» WORK TASK:
Print the data in full, exactly as it reads.

BEGIN EXERCISE DATA

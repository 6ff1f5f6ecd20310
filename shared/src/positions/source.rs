use crate::positions::PositionRecord;
use crate::positions::error::SourceError;
use csv::{ErrorKind, Position, ReaderBuilder, StringRecord, Trim};
use std::fs::File;
use std::io::{self, Read};
use std::path::Path;
use tracing::warn;

pub const REQUIRED_COLUMNS: [&str; 7] = [
    "ID",
    "LATITUD",
    "LONGITUD",
    "RUMBO",
    "VELOCIDAD",
    "FECHAGPS",
    "FECHARECIBIDO",
];

#[derive(Debug, Default, Clone, PartialEq)]
pub struct SourceRead {
    /// In file order
    pub records: Vec<PositionRecord>,
    pub skipped_rows: usize,
    /// Line of the first skipped row
    pub first_skipped_line: Option<u64>,
}

pub fn read_positions(path: &Path) -> Result<SourceRead, SourceError> {
    let file = match File::open(path) {
        Ok(file) => file,
        Err(e) if e.kind() == io::ErrorKind::NotFound => {
            warn!(name: "source.missing", path = %path.display(), "position log not found");
            return Ok(SourceRead::default());
        }
        Err(source) => {
            return Err(SourceError::Open {
                path: path.to_path_buf(),
                source,
            });
        }
    };
    read_from(file)
}

pub fn read_from<R: Read>(reader: R) -> Result<SourceRead, SourceError> {
    let mut reader = ReaderBuilder::new()
        .has_headers(true)
        .flexible(true)
        .trim(Trim::All)
        .from_reader(reader);

    let headers = reader.headers()?.clone();
    if headers.is_empty() {
        return Ok(SourceRead::default());
    }
    let missing = REQUIRED_COLUMNS
        .iter()
        .filter(|column| !headers.iter().any(|h| h == **column))
        .copied()
        .collect::<Vec<_>>();
    if !missing.is_empty() {
        return Err(SourceError::MissingColumns(missing.join(", ")));
    }

    let mut read = SourceRead::default();
    let mut first_rejection: Option<(u64, String)> = None;
    let mut row = StringRecord::new();
    loop {
        // Rows the reader rejects take their line from the error, not from `row`.
        let outcome = match reader.read_record(&mut row) {
            Ok(false) => break,
            Ok(true) => row
                .deserialize::<PositionRecord>(Some(&headers))
                .map_err(|e| e.to_string())
                .and_then(|record| check_record(&record).map(|()| record))
                .map_err(|reason| (row.position().map_or(0, Position::line), reason)),
            Err(e) if matches!(e.kind(), ErrorKind::Io(_)) => return Err(e.into()),
            Err(e) => Err((e.position().map_or(0, Position::line), e.to_string())),
        };

        match outcome {
            Ok(record) => read.records.push(record),
            Err(rejection) => {
                read.skipped_rows += 1;
                first_rejection.get_or_insert(rejection);
            }
        }
    }

    if let Some((line, reason)) = first_rejection {
        read.first_skipped_line = Some(line);
        warn!(
            name: "source.rows.skipped",
            skipped_rows = read.skipped_rows,
            first_line = line,
            first_reason = %reason,
            "skipped unparseable rows in position log"
        );
    }

    Ok(read)
}

fn check_record(record: &PositionRecord) -> Result<(), String> {
    if record.vehicle_id.is_empty() {
        return Err("empty vehicle id".to_string());
    }
    if !(record.latitude.is_finite() && (-90.0..=90.0).contains(&record.latitude)) {
        return Err(format!("latitude {} out of range", record.latitude));
    }
    if !(record.longitude.is_finite() && (-180.0..=180.0).contains(&record.longitude)) {
        return Err(format!("longitude {} out of range", record.longitude));
    }
    if !record.heading.is_finite() || !record.speed.is_finite() {
        return Err("heading and speed must be finite".to_string());
    }
    Ok(())
}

END EXERCISE DATA

» COMPLETED TASK:
repository 6ff1f5f6ecd20310
filename shared/src/positions/source.rs
use crate::positions::PositionRecord;
use crate::positions::error::SourceError;
use csv::{ErrorKind, Position, ReaderBuilder, StringRecord, Trim};
use std::fs::File;
use std::io::{self, Read};
use std::path::Path;
use tracing::warn;

pub const REQUIRED_COLUMNS: [&str; 7] = [
    "ID",
    "LATITUD",
    "LONGITUD",
    "RUMBO",
    "VELOCIDAD",
    "FECHAGPS",
    "FECHARECIBIDO",
];

#[derive(Debug, Default, Clone, PartialEq)]
pub struct SourceRead {
    /// In file order
    pub records: Vec<PositionRecord>,
    pub skipped_rows: usize,
    /// Line of the first skipped row
    pub first_skipped_line: Option<u64>,
}

pub fn read_positions(path: &Path) -> Result<SourceRead, SourceError> {
    let file = match File::open(path) {
        Ok(file) => file,
        Err(e) if e.kind() == io::ErrorKind::NotFound => {
            warn!(name: "source.missing", path = %path.display(), "position log not found");
            return Ok(SourceRead::default());
        }
        Err(source) => {
            return Err(SourceError::Open {
                path: path.to_path_buf(),
                source,
            });
        }
    };
    read_from(file)
}

pub fn read_from<R: Read>(reader: R) -> Result<SourceRead, SourceError> {
    let mut reader = ReaderBuilder::new()
        .has_headers(true)
        .flexible(true)
        .trim(Trim::All)
        .from_reader(reader);

    let headers = reader.headers()?.clone();
    if headers.is_empty() {
        return Ok(SourceRead::default());
    }
    let missing = REQUIRED_COLUMNS
        .iter()
        .filter(|column| !headers.iter().any(|h| h == **column))
        .copied()
        .collect::<Vec<_>>();
    if !missing.is_empty() {
        return Err(SourceError::MissingColumns(missing.join(", ")));
    }

    let mut read = SourceRead::default();
    let mut first_rejection: Option<(u64, String)> = None;
    let mut row = StringRecord::new();
    loop {
        // Rows the reader rejects take their line from the error, not from `row`.
        let outcome = match reader.read_record(&mut row) {
            Ok(false) => break,
            Ok(true) => row
                .deserialize::<PositionRecord>(Some(&headers))
                .map_err(|e| e.to_string())
                .and_then(|record| check_record(&record).map(|()| record))
                .map_err(|reason| (row.position().map_or(0, Position::line), reason)),
            Err(e) if matches!(e.kind(), ErrorKind::Io(_)) => return Err(e.into()),
            Err(e) => Err((e.position().map_or(0, Position::line), e.to_string())),
        };

        match outcome {
            Ok(record) => read.records.push(record),
            Err(rejection) => {
                read.skipped_rows += 1;
                first_rejection.get_or_insert(rejection);
            }
        }
    }

    if let Some((line, reason)) = first_rejection {
        read.first_skipped_line = Some(line);
        warn!(
            name: "source.rows.skipped",
            skipped_rows = read.skipped_rows,
            first_line = line,
            first_reason = %reason,
            "skipped unparseable rows in position log"
        );
    }

    Ok(read)
}

fn check_record(record: &PositionRecord) -> Result<(), String> {
    if record.vehicle_id.is_empty() {
        return Err("empty vehicle id".to_string());
    }
    if !(record.latitude.is_finite() && (-90.0..=90.0).contains(&record.latitude)) {
        return Err(format!("latitude {} out of range", record.latitude));
    }
    if !(record.longitude.is_finite() && (-180.0..=180.0).contains(&record.longitude)) {
        return Err(format!("longitude {} out of range", record.longitude));
    }
    if !record.heading.is_finite() || !record.speed.is_finite() {
        return Err("heading and speed must be finite".to_string());
    }
    Ok(())
}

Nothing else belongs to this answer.